A photograph of a collapse scar bog near Fairbanks, Alaska
A boardwalk winds its way across a collapse scar bog at the Bonanza Creek Experimental Forest in Alaska. Credit: Stephanie James

Stephanie James did not need to see the ice buried beneath her feet to know it was there. She just had to look at the plants that grew around her—and, according to new research, listen for seismic waves passing through the ground.

James was in Bonanza Creek Experimental Forest, about 35 kilometers southwest of Fairbanks, Alaska. She was there to study permafrost—permanently frozen soil that stands to become not so permanent as global warming continues. She hiked through the forest and saw tall white birches and white spruces. Then the scene morphed into a forest of short black spruces that she said looked scraggly.

“The trees get thinner and thinner, and shorter and shorter.”

“The trees get thinner and thinner, and shorter and shorter,” James said. “And then you start to see more and more dead trees.”

Tall birches and spruces grow where there is no permafrost, whereas shorter spruces grow where permafrost still permeates the ground. The dead trees James saw became waterlogged after the permafrost beneath them thawed.

Specialists call a place like the dead forest James hiked through a “collapse scar bog” because as the forest dies and the permafrost thaws, the area collapses into a wetland covered with moss (a bog). Boardwalks cross James’s bog site, which is part of the Bonanza Creek Long Term Ecological Research program.

James is a hydrogeophysicist with the U.S. Geological Survey, and she led a team that designed a first-of-its-kind method allowing scientists to measure seismic waves in such a way that they can chart the distribution of permafrost thaw without ever lifting a shovel.

They just have to put their ears to the ground.

Permafrost Listening

James’s “ears” are seismometers that she and her team put into the ground. The seismometers can detect ambient seismic waves made by the rustling of leaves in trees when the wind blows, by a car driving down a road a few kilometers away, and by ocean waves crashing at the edge of a continent. “You don’t even feel that it’s happening right now,” James said.

These ambient waves, the same kinds of waves triggered by an earthquake, travel at different speeds depending on what kind of material they pass through. They travel through solids like ice faster than they travel through liquids like water.

Map with different color shades—dark reds to light yellows and white. Darker shades are places underground where seismic waves move relatively slowly compared with lighter colored regions.
A map of seismic wave velocity changes that shows areas of greatest velocity reduction (darker shades) aligning with areas of deepest permafrost thaw. Credit: Stephanie James

The team’s seismometers, James explained, can detect this difference in wave speed, and researchers can use the data to map the distribution of icy permafrost.

“We can interrogate the ground repeatedly, day after day, and see the subtle changes as the ground thaws and refreezes,” James said.

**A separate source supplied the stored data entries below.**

#[cfg(test)]
mod tests {
    use super::*;
    use tokio::io::AsyncReadExt;
    use tokio::net::TcpListener;

    async fn pair() -> (Socket, TcpStream) {
        let listener = TcpListener::bind("127.0.0.1:0").await.unwrap();
        let addr = listener.local_addr().unwrap();
        let cancel = CancellationToken::new();

        let (dialed, accepted) = tokio::join!(
            Socket::attempt(addr, Duration::from_secs(2), None, MTU, &cancel),
            listener.accept()
        );
        (dialed.unwrap(), accepted.unwrap().0)
    }

    /// Dialed and accepted ends of a finished TLS handshake
    async fn tls_pair(dir: &std::path::Path) -> (Socket, Socket) {
        let ctx = crate::network::tls::self_signed(dir);
        let listener = TcpListener::bind("127.0.0.1:0").await.unwrap();
        let addr = listener.local_addr().unwrap();
        let cancel = CancellationToken::new();

        let accept = async {
            let (stream, _) = listener.accept().await.unwrap();
            let socket = Socket::from_stream(stream, Some(ctx.accept().unwrap()), MTU).unwrap();
            let deadline = tokio::time::Instant::now() + Duration::from_secs(2);
            socket.handshake(deadline, &cancel).await.unwrap();
            socket
        };
        let (dialed, accepted) = tokio::join!(
            Socket::attempt(addr, Duration::from_secs(2), Some(&ctx), MTU, &cancel),
            accept
        );
        (dialed.unwrap(), accepted)
    }

    async fn read_len(socket: &Socket, len: usize) -> Vec<u8> {
        let mut received = Vec::with_capacity(len);
        let mut buf = vec![0u8; 64 * 1024];
        while received.len() < len {
            let n = socket.read(&mut buf).unwrap();
            if n == 0 {
                let _ = tokio::time::timeout(Duration::from_millis(50), socket.readable()).await;
            }
            received.extend_from_slice(&buf[..n]);
        }
        received
    }

    #[tokio::test]
    async fn test_overflow_is_fifo() {
        let (socket, mut peer) = pair().await;

        // Fill the kernel buffers until writes start queueing
        let block = vec![0xaau8; 64 * 1024];
        let mut expected = Vec::new();
        let mut rounds = 0;
        while socket.buffered() == 0 && rounds < 1024 {
            socket.write(&block).unwrap();
            expected.extend_from_slice(&block);
            rounds += 1;
        }
        assert!(socket.buffered() > 0);

        // Everything from here on must queue behind the remainder
        let tail: Vec<u8> = (0..5000u32).map(|i| (i % 251) as u8).collect();
        assert_eq!(socket.write(&tail).unwrap(), tail.len());
        expected.extend_from_slice(&tail);

        let total = expected.len();
        let reader = tokio::spawn(async move {
            let mut received = Vec::with_capacity(total);
            let mut buf = vec![0u8; 64 * 1024];
            while received.len() < total {
                let n = peer.read(&mut buf).await.unwrap();
                assert!(n > 0);
                received.extend_from_slice(&buf[..n]);
            }
            received
        });

        while socket.buffered() > 0 {
            if socket.flush().unwrap() == 0 {
                socket.writable().await.unwrap();
            }
        }

        let received = reader.await.unwrap();
        assert_eq!(received.len(), expected.len());
        assert!(received == expected);
    }

    #[tokio::test]
    async fn test_empty_flush_is_noop() {
        let (socket, _peer) = pair().await;
        let before = socket.info();

        assert_eq!(socket.flush().unwrap(), 0);
        assert_eq!(socket.flush().unwrap(), 0);

        let after = socket.info();
        assert_eq!(after.buffered, 0);
        assert_eq!(after.consecutive_errors, before.consecutive_errors);
        assert!(after.since_send >= before.since_send);
    }

    #[tokio::test]
    async fn test_write_timeout() {
        let (socket, _peer) = pair().await;

        assert_eq!(socket.write(b"ping").unwrap(), 4);
        assert!(!socket.timeout(Duration::from_millis(200), Direction::WRITE));

        tokio::time::sleep(Duration::from_millis(250)).await;
        assert!(socket.timeout(Duration::from_millis(200), Direction::WRITE));

        socket.write(b"ping").unwrap();
        assert!(!socket.timeout(Duration::from_millis(200), Direction::WRITE));
        assert!(!socket.timeout(Duration::from_millis(200), Direction::BOTH));
    }

    #[tokio::test]
    async fn test_read_and_eof() {
        use tokio::io::AsyncWriteExt;

        let (socket, mut peer) = pair().await;
        let mut buf = [0u8; 16];

        // Nothing there yet
        assert_eq!(socket.read(&mut buf).unwrap(), 0);

        peer.write_all(b"hello").await.unwrap();
        socket.readable().await.unwrap();
        assert_eq!(socket.read(&mut buf).unwrap(), 5);
        assert_eq!(&buf[..5], b"hello");

        drop(peer);
        socket.readable().await.unwrap();
        assert!(matches!(socket.read(&mut buf), Err(SocketError::Closed)));
    }

    #[tokio::test]
    async fn test_close_is_idempotent() {
        let (socket, mut peer) = pair().await;

        socket.close();
        socket.close();
        assert!(socket.is_closed());
        assert!(matches!(socket.write(b"x"), Err(SocketError::Closed)));

        let mut buf = [0u8; 4];
        assert_eq!(peer.read(&mut buf).await.unwrap(), 0);
    }

    #[tokio::test]
    async fn test_attempt_refused() {
        // Bind then drop to get a port nobody listens on
        let addr = {
            let listener = std::net::TcpListener::bind("127.0.0.1:0").unwrap();
            listener.local_addr().unwrap()
        };

        let cancel = CancellationToken::new();
        let result = Socket::attempt(addr, Duration::from_millis(500), None, MTU, &cancel).await;
        assert!(matches!(result, Err(SocketError::Io(_))));
    }

    #[tokio::test]
    async fn test_attempt_times_out() {
        // A listener with a full backlog leaves further connects pending
        let listener = socket2::Socket::new(Domain::IPV4, Type::STREAM, None).unwrap();
        let bind: SocketAddr = "127.0.0.1:0".parse().unwrap();
        listener.bind(&bind.into()).unwrap();
        listener.listen(1).unwrap();
        let addr = listener.local_addr().unwrap().as_socket().unwrap();

        let cancel = CancellationToken::new();
        let mut fillers = Vec::new();
        let mut pending = false;
        for _ in 0..16 {
            match Socket::attempt(addr, Duration::from_millis(200), None, MTU, &cancel).await {
                Ok(s) => fillers.push(s),
                Err(SocketError::Timeout(_)) => {
                    pending = true;
                    break;
                }
                Err(_) => break,
            }
        }
        if !pending {
            // Platform completes connects regardless of backlog
            return;
        }

        let started = std::time::Instant::now();
        let result = Socket::attempt(addr, Duration::from_millis(500), None, MTU, &cancel).await;
        let elapsed = started.elapsed();

        assert!(matches!(result, Err(SocketError::Timeout(_))));
        assert!(elapsed >= Duration::from_millis(450), "{:?}", elapsed);
        assert!(elapsed < Duration::from_millis(700), "{:?}", elapsed);
    }

    #[tokio::test]
    async fn test_attempt_aborts_on_shutdown() {
        let listener = socket2::Socket::new(Domain::IPV4, Type::STREAM, None).unwrap();
        let bind: SocketAddr = "127.0.0.1:0".parse().unwrap();
        listener.bind(&bind.into()).unwrap();
        listener.listen(1).unwrap();
        let addr = listener.local_addr().unwrap().as_socket().unwrap();

        let cancel = CancellationToken::new();
        cancel.cancel();

        // Either the connect completes immediately or shutdown wins
        match Socket::attempt(addr, Duration::from_secs(5), None, MTU, &cancel).await {
            Ok(_) | Err(SocketError::Cancelled) => {}
            Err(e) => panic!("unexpected error: {}", e),
        }
    }

    #[tokio::test]
    async fn test_tls_round_trip() {
        let temp_dir = tempfile::tempdir().unwrap();
        let (client, server) = tls_pair(temp_dir.path()).await;
        assert!(client.is_tls() && server.is_tls());

        assert_eq!(client.write(b"hello over tls").unwrap(), 14);
        assert_eq!(read_len(&server, 14).await, b"hello over tls");

        server.write(b"back").unwrap();
        assert_eq!(read_len(&client, 4).await, b"back");
        assert!(!client.errors() && !server.errors());
    }

    #[tokio::test]
    async fn test_tls_overflow_is_fifo() {
        let temp_dir = tempfile::tempdir().unwrap();
        let (client, server) = tls_pair(temp_dir.path()).await;

        // Nobody reads yet, so the session and kernel buffers fill up
        let block = vec![0x5au8; 64 * 1024];
        let mut expected = Vec::new();
        let mut rounds = 0;
        while client.buffered() == 0 && rounds < 1024 {
            client.write(&block).unwrap();
            expected.extend_from_slice(&block);
            rounds += 1;
        }
        assert!(client.buffered() > 0);

        let tail: Vec<u8> = (0..5000u32).map(|i| (i % 251) as u8).collect();
        assert_eq!(client.write(&tail).unwrap(), tail.len());
        expected.extend_from_slice(&tail);

        let total = expected.len();
        let reader = tokio::spawn(async move { read_len(&server, total).await });

        while client.has_pending() {
            if client.flush().unwrap() == 0 {
                let _ = tokio::time::timeout(Duration::from_millis(50), client.writable()).await;
            }
        }

        let received = tokio::time::timeout(Duration::from_secs(30), reader)
            .await
            .unwrap()
            .unwrap();
        assert_eq!(received.len(), expected.len());
        assert!(received == expected);
    }

    #[tokio::test]
    async fn test_tls_close_gives_clean_eof() {
        let temp_dir = tempfile::tempdir().unwrap();
        let (client, server) = tls_pair(temp_dir.path()).await;

        server.close();
        server.close();

        let mut buf = [0u8; 64];
        let outcome = tokio::time::timeout(Duration::from_secs(2), async {
            loop {
                match client.read(&mut buf) {
                    Ok(0) => {
                        let _ = tokio::time::timeout(Duration::from_millis(50), client.readable()).await;
                    }
                    Ok(n) => panic!("unexpected {} bytes", n),
                    Err(e) => return e,
                }
            }
        })
        .await
        .unwrap();

        // close-notify arrived before the TCP shutdown
        assert!(matches!(outcome, SocketError::Closed));
        assert!(!client.errors());
    }
}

And that is what James and her team did. They listened for the seasonal expansion and contraction of the permafrost from September 2013 to June 2015, proving that their method, described in the Journal of Geophysical Research: Earth Surface in June, can work. The research was funded through a grant awarded to Robert E. Abbott, one of the paper’s coauthors, by Sandia National Laboratories.

James explained that using ambient seismic waves is a step toward being able to calculate the levels of greenhouse gases scientists can expect thawing permafrost to emit.

“It’s been difficult to get a handle on actual numbers,” she said.

But now that researchers can more precisely measure the volume of permafrost thaw from season to season, getting a handle on actual numbers can happen—and it’s what James wants to do next at the Bonanza Creek bog site.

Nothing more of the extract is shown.